L’enfance dorée du jeune Tariq, dont la religion ne tenait pas une place très importante dans sa jeunesse, interpelle l’auteur. C’est la rencontre avec le dirigeant islamiste soudanais Hassan Tourabi, qui, in fine, bouleversera le destin de Tariq Ramadan. Tourabi a élaboré une stratégie d’ensemble qui vise à l’islamisation de la société « par le haut », c'est-à-dire la conquête du pouvoir par une « avant-garde » éclairée, donnant corps au sens d’élite intellectuelle. Un autre emprunt fondamental de Tariq Ramadan à la doctrine de Hassan Tourabi concerne la place de la femme dans la société. Tout comme Tourabi, Tariq Ramadan prône à la fois le rejet de l’égalité entre hommes et femmes des sociétés modernes occidentales, et le confinement de la femme au foyer dans les sociétés musulmanes traditionnelles. Enfin, comme Hassan Tourabi, Tariq Ramadan a également un indéniable talent pour manipuler les médias occidentaux, en donnant de lui une image modérée et en pratiquant un double discours adapté à l’auditoire auquel il s’adresse…Dans toute la seconde partie de l’ouvrage, l’auteur scrute les réseaux islamistes de Tariq Ramadan. Il évoque notamment les partenaires du réseau Présence musulmane, qui appartiennent à trois cercles distincts : « laïques », « interreligieux » et « mouvements sociaux ». Le groupe interreligieux comporte les noms de Michel Bertrand, de l’Eglise réformée de France, du père Michel Lelong, du groupe d’Amitié islamo-chrétien, et de Gilles Couvreur, du Secrétariat des relations avec l’Islam. L’auteur consacre par ailleurs de nombreuses pages pour parler des « alliés chrétiens » de Tariq Ramadan ou de l’altermondialisme de Tariq Ramadan. Le groupe des « associations et des mouvements laïcs » comportent trois organismes, notamment (selon l’auteur) la CFDT, la Ligue de l’Enseignement et la LDH. Enfin, le groupe des « mouvements sociaux » comporte les associations suivantes : ATTAC, Casseurs de Pub, Confédération paysanne, Droit au Logement, Droits Devant, G10-Solidaires et le Mouvement de l’immigration et des Banlieues.

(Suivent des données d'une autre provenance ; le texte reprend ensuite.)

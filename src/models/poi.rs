//! Flattened POI rows as written to the output table.

use serde::{Deserialize, Serialize};

/// One point of interest, tagged with the sub-area it was fetched for.
///
/// Field order matches the output table columns.
#[derive(Debug, Clone, PartialEq, Serialize, Deserialize)]
pub struct PoiRecord {
    pub name: Option<String>,
    pub category: Option<String>,
    pub longitude: Option<f64>,
    pub latitude: Option<f64>,
    pub sa2_code: String,
}

impl PoiRecord {
    /// Output table column names, in insert order
    pub const COLUMNS: [&'static str; 5] = ["name", "category", "longitude", "latitude", "sa2_code"];
}
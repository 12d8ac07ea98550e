//! SA2 points-of-interest ingest.
//!
//! Reads the ABS SA2 boundary shapefile, keeps the sub-areas of one SA4
//! region, queries the POI layer once per sub-area bounding box and appends
//! the flattened results to a Postgres table.

mod config;

use std::path::PathBuf;

use anyhow::{Context, Result};
use clap::Parser;
use indicatif::{ProgressBar, ProgressStyle};
use tracing::info;
use tracing_subscriber::{EnvFilter, FmtSubscriber};

use poi_harvest::arcgis::ArcGisClient;
use poi_harvest::boundary::{distinct_areas, filter_by_group, load_areas};
use poi_harvest::db::{write_and_close, PgSink, WriteOutcome};
use poi_harvest::pipeline::harvest;

use crate::config::Config;

#[derive(Parser, Debug)]
#[command(name = "ingest")]
#[command(about = "Fetch points of interest per SA2 area into Postgres")]
struct Args {
    /// TOML config file (every setting has a default)
    #[arg(short, long)]
    config: Option<PathBuf>,

    /// SA2 boundary shapefile
    #[arg(short, long)]
    shapefile: Option<PathBuf>,

    /// SA4 region code to harvest
    #[arg(short, long)]
    region: Option<String>,

    /// Postgres connection string
    #[arg(long, env = "DATABASE_URL")]
    database_url: Option<String>,

    /// Output table name
    #[arg(long)]
    table: Option<String>,

    /// Pause after each request, in milliseconds
    #[arg(long)]
    delay_ms: Option<u64>,

    /// Rows per INSERT statement
    #[arg(long)]
    chunk_size: Option<usize>,

    /// Do not create the output table when it is missing
    #[arg(long)]
    no_create_table: bool,

    /// List the selected areas and exit without fetching
    #[arg(long)]
    dry_run: bool,
}

impl Args {
    /// Command line values win over the config file
    fn apply(&self, config: &mut Config) {
        if let Some(path) = &self.shapefile {
            config.source.shapefile = path.clone();
        }
        if let Some(region) = &self.region {
            config.source.region = region.clone();
        }
        if let Some(url) = &self.database_url {
            config.database.url = url.clone();
        }
        if let Some(table) = &self.table {
            config.database.table = table.clone();
        }
        if let Some(delay) = self.delay_ms {
            config.service.delay_ms = delay;
        }
        if let Some(chunk_size) = self.chunk_size {
            config.database.chunk_size = chunk_size;
        }
        if self.no_create_table {
            config.database.create_table = false;
        }
    }
}

#[tokio::main]
async fn main() -> Result<()> {
    // Initialize logging
    let subscriber = FmtSubscriber::builder()
        .with_env_filter(
            EnvFilter::try_from_default_env().unwrap_or_else(|_| EnvFilter::new("info")),
        )
        .finish();
    tracing::subscriber::set_global_default(subscriber)?;

    let args = Args::parse();

    let mut config = match &args.config {
        Some(path) => Config::load_from_file(path)?,
        None => Config::default(),
    };
    args.apply(&mut config);

    info!("POI Harvest");
    info!("Shapefile: {}", config.source.shapefile.display());

    let areas = load_areas(&config.source.shapefile, &config.source.fields)
        .context("Failed to load area boundaries")?;
    let selected = filter_by_group(areas, &config.source.region);

    info!(
        "A total of {} SA2 areas in SA4 {}",
        selected.len(),
        config.source.region
    );
    for (code, name) in distinct_areas(&selected) {
        info!("  {} {}", code, name);
    }

    if args.dry_run {
        return Ok(());
    }

    let client = ArcGisClient::new(config.service.clone())
        .context("Failed to create POI service client")?;

    let pb = ProgressBar::new(selected.len() as u64);
    pb.set_style(
        ProgressStyle::default_bar()
            .template(
                "{spinner:.green} [{elapsed_precise}] [{bar:40.cyan/blue}] {pos}/{len} areas ({eta})",
            )?
            .progress_chars("#>-"),
    );

    let records = harvest(&selected, &client, config.service.delay(), pb).await?;

    let sink = PgSink::connect_lazy(&config.database).context("Invalid database settings")?;
    let outcome = write_and_close(sink, records, config.database.chunk_size)
        .await
        .with_context(|| format!("Failed to write to table {}", config.database.table))?;

    if let WriteOutcome::Written(rows) = outcome {
        info!("Table {} received {} rows", config.database.table, rows);
    }

    Ok(())
}
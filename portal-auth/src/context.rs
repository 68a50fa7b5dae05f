//! Session-scoped capability cache
//!
//! [`CapabilityContext`] holds the current role and capability set for one
//! session. State lives in an immutable [`CapabilitySnapshot`] behind an
//! `Arc`; a refresh builds a new snapshot and swaps it in, so readers always
//! see one consistent role/capability pair.
//!
//! Every refresh takes a [`RefreshTicket`]. Only the most recently issued
//! ticket may commit; results for older tickets are dropped. While a refresh
//! is in flight the snapshot is "loading" and allows nothing.

use std::collections::HashMap;
use std::hash::Hash;
use std::sync::atomic::{AtomicU64, Ordering};
use std::sync::{Arc, PoisonError, RwLock, RwLockWriteGuard};

use chrono::{DateTime, Utc};
use portal_org::{AccessProfile, RoleResolution, RoleResolver};
use portal_rbac::{Action, CapabilityMatrixBuilder, CapabilitySet, EffectiveRole, Role, Subject};
use tracing::instrument;
use uuid::Uuid;

use crate::config::GateConfig;
use crate::directory::{DirectoryService, Identity};
use crate::error::{AuthError, AuthResult};
use crate::retry::{retry_upstream, RetryPolicy};

/// One consistent view of the session's role and capabilities.
#[derive(Debug, Clone)]
pub struct CapabilitySnapshot {
    role: Option<EffectiveRole>,
    capabilities: Arc<CapabilitySet>,
    resolution: Option<RoleResolution>,
    generation: u64,
    updated_at: DateTime<Utc>,
}

impl CapabilitySnapshot {
    fn loading(generation: u64) -> Self {
        Self {
            role: None,
            capabilities: CapabilityMatrixBuilder::shared(EffectiveRole::Unresolved),
            resolution: None,
            generation,
            updated_at: Utc::now(),
        }
    }

    fn committed(generation: u64, role: EffectiveRole, resolution: Option<RoleResolution>) -> Self {
        Self {
            role: Some(role),
            capabilities: CapabilityMatrixBuilder::shared(role),
            resolution,
            generation,
            updated_at: Utc::now(),
        }
    }

    /// Check if no role has been committed yet.
    pub fn is_loading(&self) -> bool {
        self.role.is_none()
    }

    /// The committed role; `None` while loading.
    pub fn role(&self) -> Option<EffectiveRole> {
        self.role
    }

    /// The capability set. Denies everything while loading.
    pub fn capabilities(&self) -> &CapabilitySet {
        &self.capabilities
    }

    /// Audit record behind the committed role, if any.
    pub fn resolution(&self) -> Option<&RoleResolution> {
        self.resolution.as_ref()
    }

    /// Ticket generation that produced this snapshot.
    pub fn generation(&self) -> u64 {
        self.generation
    }

    /// When this snapshot was built.
    pub fn updated_at(&self) -> DateTime<Utc> {
        self.updated_at
    }

    /// Check whether `action` may be performed on `subject`.
    pub fn can(&self, action: Action, subject: Subject) -> bool {
        !self.is_loading() && self.capabilities.can(action, subject)
    }
}

/// Result of a committed refresh.
#[derive(Debug, Clone)]
pub struct RefreshOutcome {
    /// The snapshot that was committed
    pub snapshot: Arc<CapabilitySnapshot>,

    /// The fetched profile; `None` when the fetch failed or was skipped
    pub profile: Option<AccessProfile>,
}

/// Permission to commit one refresh result.
#[derive(Debug, Clone, Copy, PartialEq, Eq)]
pub struct RefreshTicket {
    generation: u64,
}

impl RefreshTicket {
    /// The generation this ticket was issued for.
    pub fn generation(&self) -> u64 {
        self.generation
    }
}

/// Session-scoped role and capability cache.
///
/// # Example
///
/// ```
/// use portal_auth::CapabilityContext;
/// use portal_org::{RawRoleSignal, RoleResolver};
/// use portal_rbac::{Action, Subject};
///
/// let ctx = CapabilityContext::new();
/// let ticket = ctx.begin_refresh();
/// assert!(!ctx.can_perform(Action::Read, Subject::Documents));
///
/// let resolution = RoleResolver::resolve(&RawRoleSignal::Integer(123950004), "example");
/// assert!(ctx.commit(ticket, resolution));
/// assert!(ctx.can_perform(Action::Read, Subject::Documents));
/// assert!(!ctx.can_perform(Action::Delete, Subject::Documents));
/// ```
#[derive(Debug)]
pub struct CapabilityContext {
    snapshot: RwLock<Arc<CapabilitySnapshot>>,
    generation: AtomicU64,
    demo_mode: bool,
}

impl Default for CapabilityContext {
    fn default() -> Self {
        Self::new()
    }
}

impl CapabilityContext {
    /// A context with nothing committed yet.
    pub fn new() -> Self {
        Self {
            snapshot: RwLock::new(Arc::new(CapabilitySnapshot::loading(0))),
            generation: AtomicU64::new(0),
            demo_mode: false,
        }
    }

    /// A demo context: admin from the start, never loading, never fetches.
    pub fn demo() -> Self {
        Self {
            snapshot: RwLock::new(Arc::new(CapabilitySnapshot::committed(
                0,
                EffectiveRole::Known(Role::Admin),
                None,
            ))),
            generation: AtomicU64::new(0),
            demo_mode: true,
        }
    }

    /// Build from configuration (demo mode or regular).
    pub fn from_config(config: &GateConfig) -> Self {
        if config.demo_mode {
            Self::demo()
        } else {
            Self::new()
        }
    }

    /// Check if this context is in demo mode.
    pub fn is_demo(&self) -> bool {
        self.demo_mode
    }

    /// The current snapshot.
    pub fn snapshot(&self) -> Arc<CapabilitySnapshot> {
        let guard = self.snapshot.read().unwrap_or_else(PoisonError::into_inner);
        Arc::clone(&guard)
    }

    /// Check if no role is currently committed.
    pub fn is_loading(&self) -> bool {
        self.snapshot().is_loading()
    }

    /// The committed role; `None` while loading.
    pub fn role(&self) -> Option<EffectiveRole> {
        self.snapshot().role()
    }

    /// Start a refresh: publish a loading snapshot and issue a ticket.
    ///
    /// Any older ticket stops being able to commit. In demo mode the admin
    /// snapshot stays in place.
    pub fn begin_refresh(&self) -> RefreshTicket {
        let mut guard = self.write();
        let generation = self.generation.fetch_add(1, Ordering::SeqCst) + 1;
        if !self.demo_mode {
            *guard = Arc::new(CapabilitySnapshot::loading(generation));
        }
        tracing::debug!(generation, "capability refresh started");
        RefreshTicket { generation }
    }

    /// Check whether `ticket` is still the latest.
    pub fn is_current(&self, ticket: RefreshTicket) -> bool {
        self.generation.load(Ordering::SeqCst) == ticket.generation
    }

    /// Commit a resolved role for `ticket`.
    ///
    /// # Returns
    ///
    /// `false` if the ticket was superseded and the result was discarded
    pub fn commit(&self, ticket: RefreshTicket, resolution: RoleResolution) -> bool {
        let role = resolution.role;
        self.publish(ticket, role, Some(resolution))
    }

    /// Commit the unresolved role for `ticket` after an upstream failure.
    pub fn fail(&self, ticket: RefreshTicket, error: &AuthError) -> bool {
        if error.is_server_error() {
            tracing::error!(generation = ticket.generation, error = %error, "role lookup failed");
        } else {
            tracing::warn!(generation = ticket.generation, error = %error, "role lookup failed");
        }
        let resolution = RoleResolution::unavailable(error.to_string(), "capability_context:refresh");
        self.publish(ticket, EffectiveRole::Unresolved, Some(resolution))
    }

    /// Drop the committed role (sign-out). Outstanding tickets are voided.
    pub fn clear(&self) {
        let mut guard = self.write();
        let generation = self.generation.fetch_add(1, Ordering::SeqCst) + 1;
        if !self.demo_mode {
            *guard = Arc::new(CapabilitySnapshot::loading(generation));
        }
    }

    /// Fetch the access profile, resolve the role and commit it.
    ///
    /// A fetch that fails or times out commits the unresolved role.
    ///
    /// # Returns
    ///
    /// The committed snapshot, or [`AuthError::Superseded`] when a newer
    /// refresh started while this one was in flight
    pub async fn refresh<D>(
        &self,
        directory: &D,
        identity: &Identity,
        organization_id: Option<Uuid>,
        policy: &RetryPolicy,
    ) -> AuthResult<Arc<CapabilitySnapshot>>
    where
        D: DirectoryService + ?Sized,
    {
        self.refresh_with_profile(directory, identity, organization_id, policy)
            .await
            .map(|outcome| outcome.snapshot)
    }

    /// Like [`refresh`](Self::refresh), also returning the fetched profile.
    #[instrument(skip(self, directory, identity, policy), fields(user_id = %identity.user_id))]
    pub async fn refresh_with_profile<D>(
        &self,
        directory: &D,
        identity: &Identity,
        organization_id: Option<Uuid>,
        policy: &RetryPolicy,
    ) -> AuthResult<RefreshOutcome>
    where
        D: DirectoryService + ?Sized,
    {
        if self.demo_mode {
            tracing::debug!("demo mode, skipping role fetch");
            return Ok(RefreshOutcome {
                snapshot: self.snapshot(),
                profile: None,
            });
        }

        let ticket = self.begin_refresh();
        let fetched = retry_upstream(policy, "fetch_access_profile", || {
            directory.fetch_access_profile(identity, organization_id)
        })
        .await;

        let (committed, profile) = match fetched {
            Ok(mut profile) => {
                if profile.claimed_role.is_none() {
                    profile.claimed_role = identity.claimed_role.clone();
                }
                let resolution = RoleResolver::resolve_profile(&profile, "capability_context:refresh");
                (self.commit(ticket, resolution), Some(profile))
            }
            Err(err) => (self.fail(ticket, &err), None),
        };

        if committed {
            Ok(RefreshOutcome {
                snapshot: self.snapshot(),
                profile,
            })
        } else {
            Err(AuthError::Superseded)
        }
    }

    /// Check whether `action` may be performed on `subject`.
    ///
    /// Always `false` while loading.
    pub fn can_perform(&self, action: Action, subject: Subject) -> bool {
        self.snapshot().can(action, subject)
    }

    /// Check whether `action` may be performed on at least one of `subjects`.
    pub fn can_perform_any(&self, action: Action, subjects: &[Subject]) -> bool {
        let snapshot = self.snapshot();
        subjects.iter().any(|subject| snapshot.can(action, *subject))
    }

    /// Evaluate a batch of named checks against one snapshot.
    ///
    /// Each check passes if `action` is allowed on any of its subjects.
    ///
    /// # Example
    ///
    /// ```
    /// use portal_auth::CapabilityContext;
    /// use portal_rbac::{Action, Subject};
    ///
    /// let ctx = CapabilityContext::demo();
    /// let results = ctx.check_all(&[
    ///     ("delete_docs", Action::Delete, &[Subject::Documents][..]),
    ///     ("publish_anything", Action::Publish, &[Subject::HelpCenter, Subject::Forms][..]),
    /// ]);
    /// assert_eq!(results["delete_docs"], true);
    /// assert_eq!(results["publish_anything"], false);
    /// ```
    pub fn check_all<K>(&self, checks: &[(K, Action, &[Subject])]) -> HashMap<K, bool>
    where
        K: Clone + Eq + Hash,
    {
        let snapshot = self.snapshot();
        checks
            .iter()
            .map(|(key, action, subjects)| {
                let allowed = subjects.iter().any(|subject| snapshot.can(*action, *subject));
                (key.clone(), allowed)
            })
            .collect()
    }

    fn publish(&self, ticket: RefreshTicket, role: EffectiveRole, resolution: Option<RoleResolution>) -> bool {
        let mut guard = self.write();
        let latest = self.generation.load(Ordering::SeqCst);
        if latest != ticket.generation {
            tracing::warn!(
                generation = ticket.generation,
                latest,
                role = %role,
                "discarding superseded refresh result"
            );
            return false;
        }
        *guard = Arc::new(CapabilitySnapshot::committed(ticket.generation, role, resolution));
        tracing::debug!(generation = ticket.generation, role = %role, "capabilities committed");
        true
    }

    fn write(&self) -> RwLockWriteGuard<'_, Arc<CapabilitySnapshot>> {
        self.snapshot.write().unwrap_or_else(PoisonError::into_inner)
    }
}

Ce sont ensuite les discours et les stratégies de Tariq Ramadan qui sont observées à la loupe, dans la troisième partie de l’ouvrage. En conclusion, Paul Landau rejette la distinction souvent faite entre jihadistes disciples de Ben Laden et « islamistes modérés » (Qaradawi, Ramadan). La principale différence entre Ben Laden d’une part, Qaradawi et Tariq Ramadan d’autre part, résiderait dans la stratégie : le premier a choisi le sabre, c'est-à-dire le jihad, alors que les derniers préfèrent la propagande et la prédication. Mais, selon l’auteur, ils partagent le même objectif : la conquête de l’Europe et l’instauration d’un Etat islamique sur toute la surface de la terre. Cette absence de distinguo est néanmoins très problématique, tant elle paraît excessive. Si tous les islamistes valent Ben Laden, que vaut Ben Laden lui-même ?

Marc Knobel

Paul Landau, Le sabre et le Coran. Tariq Ramadan et les Frères musulmans à la conquête de l’Europe, Editions du Rocher, 2005, 231 pages, 17,90 euros.